An intense flux of extraterrestrial bodies into inner solar system during ca. 3.8-4.1, called as Late Heavy Bombardment (LHB), has been hypothesized originally from studies of the Moon. Extraterrestrial impacts by meteoritic bodies and comets on the early Earth play a significant role for the initial state of crustal, atmospheric and biological evolution. Considering the planetary size, the Earth should have suffered approximately 20 times the impact flux compared to the Moon. Ancient terrestrial evidence of impact in the early Earth is, however, scarcely preserved due to surface erosion, sedimentary burial and tectonic destruction. To date, the oldest impact structure on the Earth is the 2.02 Ga Vredefort Dome, South Africa, and another oldest evidence of impact is 3.47-3.24 Ga spherule layers in the Barberton Greenstone Belt, South Africa. The impact chronology from these spherule layers suggest that the impact flux was significantly higher 3.5 Ga than today, but there are no terrestrial evidence of impact prior 3.5 Ga.
Geological information during Hadean era (before 4.0 Ga) can be deduced from detrital zircons as old as 4.4 Ga preserved in metasedimentary rocks at Jack Hills in the Narryer Gneiss Complex, Western Australia. Previous studies have reported that the Jack Hills metasedimentary rocks contain detrital zircons with ages continuously spanning from ca. 3.0 up to 4.4 Ga, but evidence of impact, such as shock-metamorphosed minerals, have not been confirmed. In the study we first report shock-metamorphosed detrital zircons from the Jack Hills metaconglomerate, in the Narryer Gneiss complex, Western Australia.
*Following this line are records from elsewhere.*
//! JSON scene descriptions.
//!
//! SPDX-FileCopyrightText: 2025 `CyberDeco`
//!
//! SPDX-License-Identifier: MIT
//!
//! A small, host-independent way to feed scenes to the CLI and to tests:
//! textures, materials and meshes are listed once and referenced by index
//! from a nested node tree, so shared references become shared `Arc`s.

use std::path::Path;
use std::sync::Arc;

use glam::{Quat, Vec3};
use serde::Deserialize;

use crate::error::{Error, Result};

use super::{
    AlphaSettings, CameraData, ImageMime, LightData, LightKind, MemoryNode, MemoryScene,
    MeshData, NodeFlags, NodeHandle, Projection, Renderable, ShadingConfig, SubMesh, TextureAsset,
    TextureSlot, Topology, Transform, Transmission,
};

#[derive(Debug, Deserialize)]
#[serde(rename_all = "camelCase")]
pub struct SceneDescription {
    #[serde(default)]
    pub textures: Vec<TextureDescription>,
    #[serde(default)]
    pub materials: Vec<MaterialDescription>,
    #[serde(default)]
    pub meshes: Vec<MeshDescription>,
    pub nodes: Vec<NodeDescription>,
}

#[derive(Debug, Deserialize)]
#[serde(rename_all = "camelCase")]
pub struct TextureDescription {
    pub name: Option<String>,
    /// Path to a PNG/JPEG file, relative to the description file.
    pub path: String,
    #[serde(default)]
    pub has_alpha: bool,
}

#[derive(Debug, Deserialize)]
#[serde(rename_all = "camelCase", default)]
pub struct MaterialDescription {
    pub name: Option<String>,
    pub base_color: [f32; 4],
    pub base_color_texture: Option<usize>,
    pub metallic: f32,
    pub roughness: f32,
    pub normal_texture: Option<usize>,
    pub emissive: [f32; 3],
    pub unlit: bool,
    pub alpha_cutoff: Option<f32>,
    pub translucent: bool,
    pub double_sided: bool,
    pub transmission: Option<f32>,
}

impl Default for MaterialDescription {
    fn default() -> Self {
        Self {
            name: None,
            base_color: [1.0, 1.0, 1.0, 1.0],
            base_color_texture: None,
            metallic: 0.0,
            roughness: 0.5,
            normal_texture: None,
            emissive: [0.0, 0.0, 0.0],
            unlit: false,
            alpha_cutoff: None,
            translucent: false,
            double_sided: false,
            transmission: None,
        }
    }
}

#[derive(Debug, Deserialize)]
#[serde(rename_all = "camelCase")]
pub struct MeshDescription {
    pub name: Option<String>,
    pub positions: Vec<[f32; 3]>,
    pub normals: Option<Vec<[f32; 3]>>,
    #[serde(default)]
    pub uvs: Vec<Vec<[f32; 2]>>,
    pub submeshes: Vec<SubMeshDescription>,
}

#[derive(Debug, Deserialize)]
#[serde(rename_all = "camelCase")]
pub struct SubMeshDescription {
    pub indices: Vec<u32>,
    #[serde(default)]
    pub topology: TopologyName,
}

#[derive(Debug, Clone, Copy, Default, Deserialize)]
#[serde(rename_all = "camelCase")]
pub enum TopologyName {
    Points,
    Lines,
    LineStrip,
    #[default]
    Triangles,
    TriangleStrip,
}

impl From<TopologyName> for Topology {
    fn from(name: TopologyName) -> Self {
        match name {
            TopologyName::Points => Self::Points,
            TopologyName::Lines => Self::Lines,
            TopologyName::LineStrip => Self::LineStrip,
            TopologyName::Triangles => Self::Triangles,
            TopologyName::TriangleStrip => Self::TriangleStrip,
        }
    }
}

#[derive(Debug, Deserialize)]
#[serde(rename_all = "camelCase", rename_all_fields = "camelCase", tag = "type")]
pub enum CameraDescription {
    Perspective {
        yfov: f32,
        aspect_ratio: Option<f32>,
        znear: f32,
        zfar: Option<f32>,
    },
    Orthographic {
        xmag: f32,
        ymag: f32,
        znear: f32,
        zfar: f32,
    },
}

#[derive(Debug, Deserialize)]
#[serde(rename_all = "camelCase")]
pub struct LightDescription {
    #[serde(rename = "type")]
    pub kind: LightKindName,
    #[serde(default = "white")]
    pub color: [f32; 3],
    #[serde(default = "one")]
    pub intensity: f32,
    pub range: Option<f32>,
    pub inner_cone_angle: Option<f32>,
    pub outer_cone_angle: Option<f32>,
}

fn white() -> [f32; 3] {
    [1.0, 1.0, 1.0]
}

fn one() -> f32 {
    1.0
}

#[derive(Debug, Clone, Copy, Deserialize)]
#[serde(rename_all = "camelCase")]
pub enum LightKindName {
    Directional,
    Point,
    Spot,
}

#[derive(Debug, Deserialize)]
#[serde(rename_all = "camelCase")]
pub struct NodeDescription {
    pub name: Option<String>,
    pub id: Option<String>,
    pub translation: Option<[f32; 3]>,
    /// Quaternion, XYZW.
    pub rotation: Option<[f32; 4]>,
    pub scale: Option<[f32; 3]>,
    pub mesh: Option<usize>,
    /// One entry per submesh; `null` leaves the slot empty.
    #[serde(default)]
    pub materials: Vec<Option<usize>>,
    pub camera: Option<CameraDescription>,
    pub light: Option<LightDescription>,
    #[serde(default = "yes")]
    pub active: bool,
    #[serde(default)]
    pub editor_only: bool,
    #[serde(default)]
    pub layer: u32,
    #[serde(default)]
    pub children: Vec<NodeDescription>,
}

fn yes() -> bool {
    true
}

impl SceneDescription {
    /// Parse a description from JSON text.
    ///
    /// # Errors
    /// Returns an error if the JSON is malformed.
    pub fn from_json_str(json: &str) -> Result<Self> {
        Ok(serde_json::from_str(json)?)
    }

    /// Load a description file and build the scene, resolving texture paths
    /// relative to the file's directory.
    ///
    /// # Errors
    /// Returns an error if the file or a texture cannot be read, or if an
    /// index in the description is out of range.
    pub fn load_scene(path: &Path) -> Result<MemoryScene> {
        let json = std::fs::read_to_string(path)?;
        let description = Self::from_json_str(&json)?;
        let base = path.parent().unwrap_or_else(|| Path::new("."));
        description.build(base)
    }

    /// Build a [`MemoryScene`].
    ///
    /// # Errors
    /// Returns an error if a texture cannot be read or an index is out of range.
    pub fn build(&self, base_dir: &Path) -> Result<MemoryScene> {
        let textures = self
            .textures
            .iter()
            .map(|t| load_texture(t, base_dir))
            .collect::<Result<Vec<_>>>()?;

        let materials = self
            .materials
            .iter()
            .map(|m| build_material(m, &textures).map(Arc::new))
            .collect::<Result<Vec<_>>>()?;

        let meshes: Vec<Arc<MeshData>> = self.meshes.iter().map(|m| Arc::new(build_mesh(m))).collect();

        let mut scene = MemoryScene::new();
        let lookup = Lookup {
            materials: &materials,
            meshes: &meshes,
        };
        for node in &self.nodes {
            add_node(&mut scene, None, node, &lookup)?;
        }
        Ok(scene)
    }
}

struct Lookup<'a> {
    materials: &'a [Arc<ShadingConfig>],
    meshes: &'a [Arc<MeshData>],
}

fn out_of_range(kind: &str, index: usize, len: usize) -> Error {
    Error::SceneDescriptionInvalid {
        message: format!("{kind} index {index} out of range ({len} defined)"),
    }
}

fn load_texture(desc: &TextureDescription, base_dir: &Path) -> Result<Arc<TextureAsset>> {
    let path = base_dir.join(&desc.path);
    let mime = path
        .extension()
        .and_then(|e| e.to_str())
        .and_then(ImageMime::from_extension)
        .ok_or_else(|| Error::SceneDescriptionInvalid {
            message: format!("unsupported texture format: {}", desc.path),
        })?;
    let bytes = std::fs::read(&path)?;
    let name = desc.name.clone().unwrap_or_else(|| desc.path.clone());
    let mut asset = TextureAsset::encoded(name, bytes, mime);
    asset.has_alpha = desc.has_alpha;
    Ok(Arc::new(asset))
}

fn texture_slot(textures: &[Arc<TextureAsset>], index: Option<usize>) -> Result<Option<TextureSlot>> {
    index
        .map(|i| {
            textures
                .get(i)
                .map(|t| TextureSlot::new(Arc::clone(t)))
                .ok_or_else(|| out_of_range("texture", i, textures.len()))
        })
        .transpose()
}

fn build_material(desc: &MaterialDescription, textures: &[Arc<TextureAsset>]) -> Result<ShadingConfig> {
    Ok(ShadingConfig {
        name: desc.name.clone(),
        base_color: desc.base_color,
        base_color_texture: texture_slot(textures, desc.base_color_texture)?,
        metallic: desc.metallic,
        roughness: desc.roughness,
        normal_texture: texture_slot(textures, desc.normal_texture)?,
        emissive_color: desc.emissive,
        unlit: desc.unlit,
        alpha: AlphaSettings {
            mask_threshold: desc.alpha_cutoff,
            translucent: desc.translucent,
        },
        transmission: desc.transmission.map(|factor| Transmission {
            factor,
            texture: None,
        }),
        double_sided: desc.double_sided,
        ..ShadingConfig::default()
    })
}

fn build_mesh(desc: &MeshDescription) -> MeshData {
    MeshData {
        name: desc.name.clone(),
        positions: desc.positions.clone(),
        normals: desc.normals.clone(),
        tangents: None,
        uvs: desc.uvs.clone(),
        colors: None,
        submeshes: desc
            .submeshes
            .iter()
            .map(|s| SubMesh {
                indices: s.indices.clone(),
                topology: s.topology.into(),
            })
            .collect(),
    }
}

fn build_camera(desc: &CameraDescription) -> CameraData {
    let projection = match *desc {
        CameraDescription::Perspective {
            yfov,
            aspect_ratio,
            znear,
            zfar,
        } => Projection::Perspective {
            yfov,
            aspect_ratio,
            znear,
            zfar,
        },
        CameraDescription::Orthographic {
            xmag,
            ymag,
            znear,
            zfar,
        } => Projection::Orthographic {
            xmag,
            ymag,
            znear,
            zfar,
        },
    };
    CameraData {
        name: None,
        projection,
    }
}

fn build_light(desc: &LightDescription) -> LightData {
    let kind = match desc.kind {
        LightKindName::Directional => LightKind::Directional,
        LightKindName::Point => LightKind::Point,
        LightKindName::Spot => LightKind::Spot {
            inner_cone_angle: desc.inner_cone_angle.unwrap_or(0.0),
            outer_cone_angle: desc.outer_cone_angle.unwrap_or(std::f32::consts::FRAC_PI_4),
        },
    };
    LightData {
        name: None,
        kind,
        color: desc.color,
        intensity: desc.intensity,
        range: desc.range,
    }
}

fn add_node(
    scene: &mut MemoryScene,
    parent: Option<NodeHandle>,
    desc: &NodeDescription,
    lookup: &Lookup<'_>,
) -> Result<()> {
    let mut node = MemoryNode::default()
        .with_transform(Transform {
            translation: desc.translation.map_or(Vec3::ZERO, Vec3::from),
            rotation: desc.rotation.map_or(Quat::IDENTITY, Quat::from_array),
            scale: desc.scale.map_or(Vec3::ONE, Vec3::from),
        })
        .with_flags(NodeFlags {
            active: desc.active,
            editor_only: desc.editor_only,
            layer: desc.layer,
        });
    node.name = desc.name.clone();
    node.external_id = desc.id.clone();

    if let Some(mesh_index) = desc.mesh {
        let mesh = lookup
            .meshes
            .get(mesh_index)
            .ok_or_else(|| out_of_range("mesh", mesh_index, lookup.meshes.len()))?;
        let materials = desc
            .materials
            .iter()
            .map(|slot| {
                slot.map(|i| {
                    lookup
                        .materials
                        .get(i)
                        .cloned()
                        .ok_or_else(|| out_of_range("material", i, lookup.materials.len()))
                })
                .transpose()
            })
            .collect::<Result<Vec<_>>>()?;
        node = node.with_renderable(Renderable::new(Arc::clone(mesh), materials));
    } else if let Some(camera) = &desc.camera {
        node = node.with_camera(build_camera(camera));
    } else if let Some(light) = &desc.light {
        node = node.with_light(build_light(light));
    }

    let handle = match parent {
        Some(parent) => scene.add_child(parent, node),
        None => scene.add_root(node),
    };
    for child in &desc.children {
        add_node(scene, Some(handle), child, lookup)?;
    }
    Ok(())
}

#[cfg(test)]
mod tests {
    use super::*;
    use crate::host::{NodeContent, SceneProvider};

    const SCENE: &str = r#"{
        "materials": [{ "name": "red", "baseColor": [1, 0, 0, 1], "alphaCutoff": 0.3 }],
        "meshes": [{
            "name": "tri",
            "positions": [[0, 0, 0], [1, 0, 0], [0, 1, 0]],
            "submeshes": [{ "indices": [0, 1, 2] }]
        }],
        "nodes": [{
            "name": "root",
            "translation": [0, 1, 0],
            "children": [
                { "name": "a", "mesh": 0, "materials": [0] },
                { "name": "b", "mesh": 0, "materials": [0] },
                { "name": "sun", "light": { "type": "directional", "intensity": 3 } }
            ]
        }]
    }"#;

    #[test]
    fn test_shared_resources_share_arcs() {
        let scene = SceneDescription::from_json_str(SCENE)
            .and_then(|d| d.build(Path::new(".")))
            .expect("valid description");
        let root = scene.roots()[0];
        let children = scene.children(root);
        assert_eq!(children.len(), 3);

        let (NodeContent::Renderable(a), NodeContent::Renderable(b)) =
            (scene.content(children[0]), scene.content(children[1]))
        else {
            panic!("expected renderables");
        };
        assert!(Arc::ptr_eq(&a.mesh, &b.mesh));
        let (Some(ma), Some(mb)) = (&a.materials[0], &b.materials[0]) else {
            panic!("expected materials");
        };
        assert!(Arc::ptr_eq(ma, mb));
        assert_eq!(ma.alpha.mask_threshold, Some(0.3));
        assert!(matches!(scene.content(children[2]), NodeContent::Light(_)));
    }

    #[test]
    fn test_bad_material_index() {
        let json = r#"{
            "meshes": [{ "positions": [[0,0,0]], "submeshes": [{ "indices": [0], "topology": "points" }] }],
            "nodes": [{ "mesh": 0, "materials": [4] }]
        }"#;
        let result = SceneDescription::from_json_str(json).and_then(|d| d.build(Path::new(".")));
        assert!(matches!(result, Err(Error::SceneDescriptionInvalid { .. })));
    }
}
A total of 8993 detrital zircons were investigated for the surface and internal structure using a scanning electron microscope and optical microscope with/without acid treatment, and four types of shock-metamorphosed zircons were currently identified; (1) curvi-planar (non-planar) feature (n = 6), (2) multiple sets of planar feature (n = 7), (3) partly granular (polycrystalline) texture (n = 2), and (4) fully granular texture (n = 10). Of these four, multiple sets of planar feature are proved for diagnostic evidence for impact origin, and now observed as annealed (decorated) planar feature, probably due to post-impact thermal heating or regional metamorphic overprint. Coarse polycrystalline zircon represents several micro-meter sized crystallites in a glassy ZrSiO₄ matrix that may resulted from shock-induced amorphization and subsequent recrystallization. This grain shows abundant micro-vesicles and tiny ThSiO₄ phase suggesting incipient melting and degassing.
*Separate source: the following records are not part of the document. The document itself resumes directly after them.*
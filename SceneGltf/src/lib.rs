//! # `SceneGltf`
//!
//! SPDX-FileCopyrightText: 2025 `CyberDeco`
//!
//! SPDX-License-Identifier: MIT
//!
//! A scene graph to glTF 2.0 compiler.
//!
//! The exporter walks a host scene through the [`host::SceneProvider`] trait
//! and writes a self-contained `.glb` or a `.gltf` with its buffer.
//!
//! - **Deduplication** - meshes, materials and textures shared by `Arc` are written once
//! - **Buffer packing** - all vertex, index and image data in one 4-byte aligned buffer
//! - **Material conversion** - PBR, specular-glossiness, unlit, transmission and
//!   engine-specific shaders carried as extras
//! - **Time slicing** - scene walks yield to the host between nodes
//! - **Atomic output** - nothing appears at the destination unless the save completes
//!
//! ## Quick Start
//!
//! ```no_run
//! use std::sync::Arc;
//! use scenegltf::prelude::*;
//!
//! let mesh = Arc::new(MeshData {
//!     positions: vec![[0.0, 0.0, 0.0], [1.0, 0.0, 0.0], [0.0, 1.0, 0.0]],
//!     submeshes: vec![SubMesh::triangles(vec![0, 1, 2])],
//!     ..MeshData::default()
//! });
//! let mut scene = MemoryScene::new();
//! scene.add_root(MemoryNode::new("triangle").with_renderable(Renderable::new(mesh, vec![None])));
//!
//! let mut exporter = GltfExporter::new(&scene, ExportSettings::default())?;
//! exporter.add_scene_blocking(scene.roots().to_vec(), "Scene")?;
//! exporter.save_to_file("triangle.glb", &CancellationToken::new())?;
//! # Ok::<(), scenegltf::Error>(())
//! ```
//!
//! ## Feature Flags
//!
//! - `cli` - Enables the `scenegltf` command-line binary

pub mod buffer;
pub mod cancel;
pub mod container;
pub mod document;
pub mod environment;
pub mod error;
pub mod export;
pub mod host;
pub mod import;
pub mod log;
pub mod material;
pub mod registry;
pub mod schedule;
pub mod settings;
pub mod texture;
pub mod walker;

// Re-exports for convenience
pub use error::{Error, Result};

/// Prelude module for common imports
pub mod prelude {
    pub use crate::cancel::CancellationToken;
    pub use crate::error::{Error, Result};
    pub use crate::export::{ExportSummary, GltfExporter, SceneProgress, SceneReport};
    pub use crate::host::{
        CameraData, LightData, LightKind, MemoryNode, MemoryScene, MeshData, NodeContent,
        NodeFlags, NodeHandle, Projection, Renderable, SceneProvider, ShadingConfig, SubMesh,
        TextureAsset, TextureSlot, Topology, Transform,
    };
    pub use crate::log::{ExportLog, LogCode, LogLevel};
    pub use crate::schedule::{DeferAgent, TimeBudgetAgent, UninterruptedAgent};
    pub use crate::settings::{BufferLocation, ExportFormat, ExportSettings};

    pub use crate::environment::{EnvironmentHost, EnvironmentUpdateQueue, SkyboxDescriptor};
    pub use crate::import::{ImportedScene, import_file, import_slice};
}

pub const VERSION: &str = env!("CARGO_PKG_VERSION");

// CLI module (feature-gated)
#[cfg(feature = "cli")]
pub mod cli;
Shock-metamorphosed zircons are often utilized for impact-dating due to their partly or completely Pb-loss (age resetting). Therefore, impact age determinations on shock-metamorphosed detrital zircons from the Jack Hills metaconglomerate would provide significant clues not only for the deciphering the impact history on the early Earth but also for the verifying LHB hypothesis.